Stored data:
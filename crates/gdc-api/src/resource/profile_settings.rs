// Copyright (c) 2025 Geoffrey Huntley <ghuntley@ghuntley.com>. All rights reserved.
// SPDX-License-Identifier: Proprietary

use std::sync::Arc;

use serde_json::{json, Value};

use super::{Resource, ResourceCore, User};
use crate::document::Document;
use crate::sequencer::{Chained, Sequencer};

/// Per-user UI settings (`profileSetting`): default project and default
/// dashboard per project. Setters edit the local document; persist with
/// `save(None)`.
#[derive(Debug, Clone)]
pub struct ProfileSettings {
	core: Arc<ResourceCore>,
	user: User,
}

impl ProfileSettings {
	pub fn new(user: &User) -> Self {
		Self {
			core: Arc::new(ResourceCore::new(user.client().clone(), Document::new())),
			user: user.clone(),
		}
	}

	pub fn user(&self) -> &User {
		&self.user
	}

	pub fn default_project(&self) -> Option<String> {
		self.core.get_str("currentProjectUri")
	}

	/// Default dashboard stored for `project_uri`.
	pub fn default_dashboard(&self, project_uri: &str) -> Option<String> {
		self.core
			.get("projectSettings")
			.and_then(|settings| settings.get(project_uri)?.get("dashboard").cloned())
			.and_then(|v| v.as_str().map(str::to_string))
	}

	pub fn set_default_project(&self, project_uri: impl Into<String>) -> &Self {
		let project_uri = project_uri.into();
		self.and_then(move |settings| async move {
			settings.core.set("currentProjectUri", json!(project_uri));
			Ok(())
		})
	}

	pub fn set_default_dashboard(
		&self,
		project_uri: impl Into<String>,
		dashboard_uri: impl Into<String>,
	) -> &Self {
		let project_uri = project_uri.into();
		let dashboard_uri = dashboard_uri.into();
		self.and_then(move |settings| async move {
			settings.apply_default_dashboard(&project_uri, &dashboard_uri);
			Ok(())
		})
	}

	// Project URIs contain dots, so the per-project entry is edited as a map
	// rather than through a dotted path.
	fn apply_default_dashboard(&self, project_uri: &str, dashboard_uri: &str) {
		let mut project_settings = match self.core.get("projectSettings") {
			Some(Value::Object(map)) => map,
			_ => Default::default(),
		};

		let entry = project_settings
			.entry(project_uri.to_string())
			.or_insert_with(|| {
				json!({
					"tab": null,
					"recentSearches": [],
					"manageReportsSettings": {},
				})
			});
		if let Value::Object(entry) = entry {
			entry.insert("dashboard".to_string(), json!(dashboard_uri));
		}

		self.core
			.set("projectSettings", Value::Object(project_settings));
	}
}

impl Chained for ProfileSettings {
	fn sequencer(&self) -> &Sequencer {
		self.core.sequencer()
	}
}

impl Resource for ProfileSettings {
	const NAMESPACE: &'static str = "profileSetting";

	fn core(&self) -> &ResourceCore {
		&self.core
	}
}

WORK INSTRUCTIONS: Throughout the data above, count the lines where the word "ResourceCore" occurs, and report that figure alone.

OUTPUT FOR THIS TASK: 4